Di daerah endemis filariasis, seringkali prevalensi cacing usus cukup tinggi, sehingga penggunaan albendazol
dalam pengobatan massal filariasis juga akan efektif mengendalikan prevalensi cacing usus.

Monografi:

DIETIL KARBAMAZIN
5.6.7 Drakunkulus
Metronidazol dilaporkan efektif terhadap Drakunkulus medinensis dengan dosis 400 mg tiga kali sehari selama
5 hari. Di India dilaporkan bahwa mebendazol dengan dosis 200 mg dua kali sehari selama 7 hari, juga cukup
efektif.

5.6.8 Strongiloides
Strongyloides stercoralis dewasa hidup dalam usus dan menghasilkan larva yang dapat menembus dinding usus
dan menyusup ke jaringan, dan menimbulkan siklus autoinfeksi. Tiabendazol merupakan obat pilihan untuk
dewasa (efek samping pada pasien lansia cukup berat).

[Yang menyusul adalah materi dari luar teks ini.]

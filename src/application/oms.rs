//! Order management: the only writer of order state.
//!
//! Every transition goes through the ledger's atomic update, and every
//! operation on an order holds that order's lock, so no order is ever
//! transitioned by two callers at once.

use std::sync::Arc;
use std::time::Duration;

use dashmap::DashMap;
use rust_decimal::Decimal;
use tokio::sync::{Mutex, OwnedMutexGuard};
use tracing::{debug, info, warn};

use super::registry::VenueRegistry;
use crate::domain::{
    ApprovedDecision, CancelReason, ClientKey, NewOrder, Order, OrderId, OrderStatus, Side,
    VenueId, VenueOrderId,
};
use crate::error::{OrderError, Result, VenueError};
use crate::port::{CreateOrder, Ledger, RemoteOrder, VenueAdapter};

/// A trading intent ready for submission.
#[derive(Debug, Clone, PartialEq, Eq)]
pub struct OrderIntent {
    pub client_key: ClientKey,
    pub symbol: String,
    pub side: Side,
    pub qty: Decimal,
    pub px: Decimal,
    pub tick_size: Decimal,
}

/// Order lifecycle events reported by a venue.
#[derive(Debug, Clone, PartialEq, Eq)]
pub enum VenueEvent {
    Ack { venue_order_id: VenueOrderId },
    /// Cumulative filled quantity, below the order quantity.
    PartialFill { filled_qty: Decimal },
    Filled,
    Cancelled,
    Rejected { reason: String },
}

/// Default bound on a venue create.
pub const DEFAULT_CREATE_TIMEOUT: Duration = Duration::from_secs(2);

/// Exclusive hold on one order's lock, taken without waiting.
///
/// Corrections that need it take `&OrderClaim`, so they can only run while
/// no submit, replace or cancel is in flight for the same order.
pub(crate) struct OrderClaim {
    order_id: OrderId,
    _guard: OwnedMutexGuard<()>,
}

impl OrderClaim {
    pub(crate) const fn order_id(&self) -> OrderId {
        self.order_id
    }
}

/// Order management system.
pub struct Oms {
    ledger: Arc<dyn Ledger>,
    venues: Arc<VenueRegistry>,
    locks: DashMap<OrderId, Arc<Mutex<()>>>,
    create_timeout: Duration,
}

impl Oms {
    #[must_use]
    pub fn new(ledger: Arc<dyn Ledger>, venues: Arc<VenueRegistry>) -> Self {
        Self::with_timeout(ledger, venues, DEFAULT_CREATE_TIMEOUT)
    }

    #[must_use]
    pub fn with_timeout(
        ledger: Arc<dyn Ledger>,
        venues: Arc<VenueRegistry>,
        create_timeout: Duration,
    ) -> Self {
        Self {
            ledger,
            venues,
            locks: DashMap::new(),
            create_timeout,
        }
    }

    #[must_use]
    pub fn ledger(&self) -> &Arc<dyn Ledger> {
        &self.ledger
    }

    #[must_use]
    pub fn venues(&self) -> &Arc<VenueRegistry> {
        &self.venues
    }

    /// Create the order in `NEW` and hand it to `venue`.
    ///
    /// Consumes a decision approved by the safety gate; the caller is
    /// responsible for having checked the intent's key with the
    /// idempotency keyer.
    ///
    /// A venue rejection terminalizes the order as `REJECT` and returns the
    /// venue error. A timeout leaves it `NEW`: the venue may hold the order,
    /// and the next reconciliation settles which.
    ///
    /// # Errors
    ///
    /// - [`OrderError::DuplicateClientKey`] if the key already reached the
    ///   ledger: an upstream dedupe failure
    /// - [`VenueError::UnknownVenue`] if `venue` is not registered
    /// - venue errors from order creation
    pub async fn submit(
        &self,
        intent: OrderIntent,
        approval: ApprovedDecision,
        venue: &VenueId,
    ) -> Result<Order> {
        let adapter = self.adapter(venue)?;

        let order = self
            .ledger
            .insert(NewOrder {
                client_key: intent.client_key,
                venue: venue.clone(),
                symbol: intent.symbol,
                side: intent.side,
                qty: intent.qty,
                px: intent.px,
                tick_size: intent.tick_size,
            })
            .await?;
        let order_id = order.order_id();
        let _guard = self.lock(order_id).await;

        // reconciliation may have settled it between insert and lock
        let order = self.load(order_id).await?;
        if order.status() != OrderStatus::New {
            return Err(OrderError::InvalidTransition {
                order_id,
                from: order.status(),
                to: OrderStatus::Ack,
            }
            .into());
        }

        info!(
            order_id = %order_id,
            client_key = %order.client_key(),
            venue = %venue,
            symbol = order.symbol(),
            side = %order.side(),
            qty = %order.qty(),
            px = %order.px(),
            gated_at_ms = ?approval.gated_at_ms(),
            "Submitting order"
        );

        let request = CreateOrder::from_order(&order);
        let created = tokio::time::timeout(self.create_timeout, adapter.create(&request))
            .await
            .unwrap_or_else(|_| {
                Err(VenueError::Timeout {
                    venue: venue.clone(),
                    timeout_ms: u64::try_from(self.create_timeout.as_millis()).unwrap_or(u64::MAX),
                })
            });

        match created {
            Ok(remote) => self.sync_from_remote(order, &remote).await,
            Err(e @ VenueError::Timeout { .. }) => {
                warn!(order_id = %order_id, error = %e, "Create timed out, leaving order NEW");
                Err(e.into())
            }
            Err(e) => {
                warn!(order_id = %order_id, error = %e, "Venue refused order");
                let reason = e.to_string();
                self.ledger
                    .update(order_id, Box::new(move |o| o.reject(reason)))
                    .await?;
                self.release(order_id);
                Err(e.into())
            }
        }
    }

    /// Replace the desired price and quantity of an open order.
    ///
    /// If the venue already knows the order it is re-placed there with the
    /// new terms under the same client key.
    ///
    /// # Errors
    ///
    /// - [`OrderError::InvalidTransition`] if the order is terminal
    /// - [`OrderError::NotFound`] for unknown orders
    /// - venue errors from the re-place
    pub async fn replace(&self, order: &Order, px: Decimal, qty: Decimal) -> Result<Order> {
        let _guard = self.lock(order.order_id()).await;
        self.replace_locked(order.order_id(), px, qty, None).await
    }

    /// Take the order's lock if nobody holds it.
    ///
    /// Returns `None` while another operation on the order is in flight, such
    /// as a submit still waiting on the venue.
    pub(crate) fn try_claim(&self, order_id: OrderId) -> Option<OrderClaim> {
        let mutex = Arc::clone(self.locks.entry(order_id).or_default().value());
        let guard = mutex.try_lock_owned().ok()?;
        Some(OrderClaim {
            order_id,
            _guard: guard,
        })
    }

    /// Ledger copy of a claimed order, read under its lock.
    pub(crate) async fn claimed(&self, claim: &OrderClaim) -> Result<Order> {
        let order = self.load(claim.order_id).await?;
        if order.status().is_terminal() {
            self.release(claim.order_id);
        }
        Ok(order)
    }

    /// Terminalize a claimed order the venue has no record of.
    pub(crate) async fn cancel_missing(&self, claim: &OrderClaim) -> Result<Order> {
        let order = self
            .ledger
            .mark_cancelled(claim.order_id, CancelReason::VenueMissing)
            .await?;
        self.release(claim.order_id);
        Ok(order)
    }

    /// Advance a claimed `NEW` order to `ACK` with the venue's id.
    pub(crate) async fn sync_ack(
        &self,
        claim: &OrderClaim,
        venue_order_id: VenueOrderId,
    ) -> Result<Order> {
        self.ledger.mark_ack(claim.order_id, venue_order_id).await
    }

    /// Push a claimed order's local terms to the venue copy `remote`.
    ///
    /// Local terms win: the venue order is re-placed at the ledger's px/qty.
    pub(crate) async fn push_local_terms(
        &self,
        claim: &OrderClaim,
        remote: &RemoteOrder,
    ) -> Result<Order> {
        let current = self.load(claim.order_id).await?;
        self.replace_locked(
            current.order_id(),
            current.px(),
            current.qty(),
            Some(remote.venue_order_id.clone()),
        )
        .await
    }

    /// Cancel an open order at its venue and terminalize it.
    ///
    /// # Errors
    ///
    /// - [`OrderError::InvalidTransition`] if the order is terminal
    /// - venue errors from the cancel; the order stays open
    pub async fn cancel(&self, order_id: OrderId) -> Result<Order> {
        let _guard = self.lock(order_id).await;
        let order = self.load(order_id).await?;
        if order.status().is_terminal() {
            return Err(OrderError::InvalidTransition {
                order_id,
                from: order.status(),
                to: OrderStatus::Cancelled,
            }
            .into());
        }

        if let Some(venue_order_id) = order.venue_order_id() {
            self.adapter(order.venue())?.cancel(venue_order_id).await?;
        }
        let cancelled = self
            .ledger
            .mark_cancelled(order_id, CancelReason::Requested)
            .await?;
        info!(order_id = %order_id, "Order cancelled");
        self.release(order_id);
        Ok(cancelled)
    }

    /// Apply a venue-reported lifecycle event.
    ///
    /// # Errors
    ///
    /// Returns [`OrderError::InvalidTransition`] when the event would move the
    /// order out of a terminal state or otherwise break the state machine.
    pub async fn apply(&self, order_id: OrderId, event: VenueEvent) -> Result<Order> {
        let _guard = self.lock(order_id).await;
        debug!(order_id = %order_id, event = ?event, "Applying venue event");
        let order = match event {
            VenueEvent::Ack { venue_order_id } => {
                self.ledger.mark_ack(order_id, venue_order_id).await?
            }
            VenueEvent::PartialFill { filled_qty } => {
                self.ledger
                    .update(order_id, Box::new(move |o| o.record_fill(filled_qty)))
                    .await?
            }
            VenueEvent::Filled => {
                self.ledger
                    .update(order_id, Box::new(|o| o.record_fill(o.qty())))
                    .await?
            }
            VenueEvent::Cancelled => {
                self.ledger
                    .mark_cancelled(order_id, CancelReason::Venue)
                    .await?
            }
            VenueEvent::Rejected { reason } => {
                self.ledger
                    .update(order_id, Box::new(move |o| o.reject(reason)))
                    .await?
            }
        };
        if order.status().is_terminal() {
            self.release(order_id);
        }
        Ok(order)
    }

    async fn replace_locked(
        &self,
        order_id: OrderId,
        px: Decimal,
        qty: Decimal,
        remote_id: Option<VenueOrderId>,
    ) -> Result<Order> {
        let amended = self
            .ledger
            .update(order_id, Box::new(move |o| o.amend(px, qty)))
            .await?;

        let Some(venue_order_id) = remote_id.or_else(|| amended.venue_order_id().cloned()) else {
            debug!(order_id = %order_id, "Venue has not seen the order, amended locally");
            return Ok(amended);
        };

        let adapter = self.adapter(amended.venue())?;
        let replaced = adapter
            .replace(&venue_order_id, &CreateOrder::from_order(&amended))
            .await?;
        info!(
            order_id = %order_id,
            old_venue_order_id = %venue_order_id,
            new_venue_order_id = %replaced.venue_order_id,
            px = %px,
            qty = %qty,
            "Order replaced at venue"
        );
        let new_id = replaced.venue_order_id;
        let remote_status = replaced.status;
        self.ledger
            .update(
                order_id,
                Box::new(move |o| {
                    if o.status() == OrderStatus::New
                        && matches!(remote_status, OrderStatus::Ack | OrderStatus::Partial)
                    {
                        return o.acknowledge(new_id);
                    }
                    o.set_venue_order_id(new_id);
                    Ok(())
                }),
            )
            .await
    }

    /// Bring a freshly created order in line with the venue's response.
    async fn sync_from_remote(&self, order: Order, remote: &RemoteOrder) -> Result<Order> {
        let order_id = order.order_id();
        let venue_order_id = remote.venue_order_id.clone();
        let order = match remote.status {
            OrderStatus::New => order,
            OrderStatus::Reject => {
                let reason = format!("venue order {venue_order_id} rejected");
                self.ledger
                    .update(order_id, Box::new(move |o| o.reject(reason)))
                    .await?
            }
            _ => self.ledger.mark_ack(order_id, venue_order_id).await?,
        };
        info!(
            order_id = %order_id,
            status = %order.status(),
            venue_order_id = ?order.venue_order_id(),
            "Order accepted by venue"
        );
        Ok(order)
    }

    async fn load(&self, order_id: OrderId) -> Result<Order> {
        self.ledger
            .get(order_id)
            .await?
            .ok_or_else(|| OrderError::NotFound(order_id).into())
    }

    fn adapter(&self, venue: &VenueId) -> Result<Arc<dyn VenueAdapter>> {
        self.venues
            .adapter(venue)
            .ok_or_else(|| VenueError::UnknownVenue(venue.clone()).into())
    }

    async fn lock(&self, order_id: OrderId) -> OwnedMutexGuard<()> {
        let mutex = Arc::clone(self.locks.entry(order_id).or_default().value());
        mutex.lock_owned().await
    }

    /// Drop the lock entry of a terminal order.
    fn release(&self, order_id: OrderId) {
        self.locks.remove(&order_id);
    }
}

Obat ini diberikan dengan dosis 25 mg/kg bb (maksimum
1,5 g) tiap 12 jam selama 3 hari. Albendazol merupakan alternatif dengan efek samping yang lebih ringan. Dosis
albendazol adalah 400 mg dua kali sehari selama 3 hari. Bila perlu dapat diulangi setelah 3 minggu. Ivermektin
dengan dosis 200 mcg/kg bb/hari selama 2 hari merupakan obat yang paling efektif untuk infeksi Strongyloides
kronis. Di Indonesia juga beredar Pirantel Pamoat.
Monografi:

PIRANTEL PAMOAT
Indikasi:

untuk pengobatan infeksi yang disebabkan oleh parasit-parasit saluran pencernaan berikut Cacing kremi
(Enterobius vermicularis, thredworm, pinworm), Cacing gelang (Ascaris lumbricoides, roundworm), Cacing
tambang (Ancylostoma duodenale, hookworm), Cacing tambang (Necator americanus, hookworm),
Trichostrongilus colubriformis dan Trichostrongilus orientalis), baik yang terdapat tunggal, maupun infeksi
campuran; adanya infeksi yang disebabkan salah satu dari kelima parasit pada salah satu anggota keluarga atau
kelompok orang yang berdekatan dapat menjadi pertanda adanya juga infeksi pada anggota keluarga lainnya;
pada keadaan begini dianjurkan pemberian pirantel pamoat kepada seluruh anggota keluarga (pemberian
menyeluruh) lingkungan dan pakaian untuk memusnahkan telur-telur cacing dan mencegah terjadinya infeksi
berulang.
Peringatan:

kehamilan, anak usia di bawah 2 tahun, gangguan fungsi hati.

Efek Samping:

hilangnya nafsu makan, kejang perut, mual, muntah, diare, sakit kepala, pusing, rasa mengantuk, sukar tidur,
dan merah-merah pada kulit.

Dosis:

dosis pirantel pamoat yang dianjurkan untuk pengobatan infeksi yang disebabkan oleh Enterobius
vermicularis, Ascaris lumbricoides, Ancylostoma duodenale, Necator americanus, Trichostrongilus
colubriformis dan orientalis adalah 10 mg pirantel basa, setiap kg berat badan diberikan secara oral sebagai
dosis tunggal; dosis berdasarkan perkiraan berat badan sebagai berikut: dewasa, berat badan > 75 kg, 1000 mg;
anak-anak > 12 tahun, berat badan 41-75 kg, 750 mg; 6-12 tahun, BB 22-41 kg, 500 mg; 2-6 tahun, berat
badan <12 kg, 250 mg; ½-2 tahun, berat badan < 12 kg, 125 mg. Untuk infeksi yang lebih berat oleh cacing
tambang (Necator americanus) dosis yang dianjurkan adalah 20 mg (sebagai basa) setiap kg berat badan,
diberikan sebagai dosis tunggal selama 2 hari berturut-turut atau 10 mg (sebagai basa) setiap kg berat badan
diberikan sebagai dosis tunggal selama 3 hari berturut-turut.
Infeksi yang hanya disebabkan oleh Cacing gelang (Ascaris lumbricoides) saja dapat disembuhkan dengan
dosis 5 mg (sebagai basa) setiap kg berat badan diberikan sebagai dosis tunggal; dosis untuk Ascariasis
berdasarkan perkiraan berat badan dan menurut usia sebagai berikut: dewasa, berat badan > 75 kg, 500 mg;
anak-anak > 12 tahun, berat badan 41-75 kg, 375 mg; 6-12 tahun, berat badan 22-41 kg, 250 mg; 2-6 tahun,
BB 12-22 kg, 125 mg; ½-2 tahun, berat badan < 12 kg, 62,5 mg.
Untuk program pengobatan masal yang ditujukan terhadap investasi dari Ascaris lumbricoides saja, dapat
diberikan satu dosis tunggal 2,5 mg pirantel basa per kg bb; dosis berdasarkan perkiraan berat badan pada
berbagai tingkat usia sebagai berikut: dewasa, berat badan > 75 kg, 250 mg; anak-anak > 12 tahun, berat badan
41-75 kg, 187,5 mg; 6-12 tahun, berat badan 22-41 kg, 125 mg; 2-6 tahun, berat badan 12-22 kg, 62,5 mg; ½-2
tahun, berat badan < 12 kg, 31,25 mg.